Государство выдавало крестьян помещику, лишая их своей защиты, обрывая последние связи основной массы подданных с властью. Петр начал этот процесс, Елизавета продолжила. О его завершении мы еще будем говорить.
Власть одновременно разоряла крестьян подушной податью и вместе с тем сокращала их экономические возможности, превращая в рабов нерасчетливого, как правило, помещика. И хотя одним из первых мероприятий нового царствования было прощение недоимок за все предшествующие годы, а затем и неоднократное снижение подати в связи с введением косвенных налогов, спасти положение это уже не могло.
В конце XVI — начале XVII века процесс закрепощения крестьян сопровождался постоянными восстаниями, завершившимися грандиозной крестьянской войной Болотникова и хаосом Смутного времени. Ответом на следующий этап закрепощения при Петре I было массовое бегство крестьян и восстание Булавина.
При Елизавете, когда окончательно определилась пагубная политика выдачи крестьянства дворянству, следовало ожидать реакции народа. Начинался трагический кризис взаимоотношений крестьянства и правительства, кульминацией которого явилась гражданская война — восстание Пугачева.
А пока что мужики сопротивлялись по-другому.
Главной формой сопротивления были побеги. Как мы помним, массовые побеги стали бедствием к концу петровского царствования. С 1719 по 1727 год из центральных районов России бежало 200 000 человек — по официальным данным, скорее всего приуменьшенным. Но при Елизавете бегство приняло небывалые размеры. Крестьяне бежали не только на традиционный Дон. Бежали в Финляндию, в прибалтийские провинции, в Польшу, в Пруссию, в Швецию. Бежали в Сибирь, в астраханские степи, в Оренбургский край, в Среднюю Азию, в Турцию.
В именном указе от 14 марта 1745 года сказано: «Уведомились мы, что при ревизии в Астрахани явились многие из подлых, объявляющие о себе, что не признают своих помещиков, ни того, где родились, которых по указам о ревизии выслать оттоль велено в Петербург на поселение, а иные подлые люди по привычке жить кругом Астрахани от той высылки бегут в Пермь и бусурманятся, также в степи на кубанску сторону на р. Куму и на бухарскую сторону за Яик, и там, промыслом звериным питаясь, зверски в отчаянии живут».
Русский историк С. В. Ешевский темпераментно комментировал этот указ: «Ничто не может лучше характеризовать этой жажды воли. Беглецы русские и в Остзейских провинциях, в Польше, в Пруссии, даже в Турции оставались верны религии отцов: надобно было, чтоб было положение их столь отчаянное, когда они решились лучше бусурманиться, чем воротиться к помещикам»[19]. И он совершенно прав.

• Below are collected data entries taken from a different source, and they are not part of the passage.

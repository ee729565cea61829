//! AWS ELBv2 resources for tidemark
//!
//! Three resource kinds converge through the engine in `tidemark-cloud`:
//!
//! - [`TargetGroup`]
//! - [`NetworkLoadBalancer`]
//! - [`NetworkLoadBalancerListener`], which depends on the other two
//!
//! All backend access goes through the narrow [`ElbV2Api`] trait. With the
//! `sdk` feature, [`SdkElbV2`] implements it on top of the AWS SDK.
//!
//! ```no_run
//! # async fn run(api: std::sync::Arc<dyn tidemark_cloud_aws::ElbV2Api>) -> tidemark_cloud_aws::Result<()> {
//! use tidemark_cloud::CancellationToken;
//!
//! let stack = tidemark_core::load_discovered_stack()?;
//! let result = tidemark_cloud_aws::converge(&stack, api, CancellationToken::new()).await?;
//! println!("{}", result.report.summary());
//! # Ok(())
//! # }
//! ```

pub mod api;
pub mod cloud;
pub mod error;
pub mod listing;
#[cfg(feature = "sdk")]
pub mod sdk;
pub mod stack;
pub mod tasks;

pub use api::{
    CreateListenerRequest, CreateLoadBalancerRequest, CreateTargetGroupRequest, ElbV2Api,
    HealthCheck, ListenerAction, ListenerDescription, LoadBalancerDescription,
    ModifyListenerRequest, ModifyTargetGroupRequest, TargetGroupDescription,
};
pub use cloud::{AwsCloud, CLUSTER_TAG};
pub use error::{AwsError, Result};
pub use listing::{LoadBalancerInfo, TargetGroupInfo, list_load_balancers, list_target_groups};
#[cfg(feature = "sdk")]
pub use sdk::SdkElbV2;
pub use stack::{Convergence, build_graph, converge};
pub use tasks::{DEFAULT_SSL_POLICY, NetworkLoadBalancer, NetworkLoadBalancerListener, TargetGroup};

На западной границе раскольники организовали цепь перевалочных пунктов для переброски беглых. В сенатском докладе от 16 сентября 1749 года содержится такое невеселое признание: «Смоленской губернии многое число за рубеж в Польшу вышло и вывезено не только числом людей, но и целыми деревнями».
Начались спонтанные, неудержимые, как эпидемии, массовые переселения. Разносились слухи, что в таких-то местах разрешают вольно селиться и даже денег дают по 5 рублей и от податей на 5 лет освобождают. И крестьяне шли семьями, деревнями, со всем имуществом.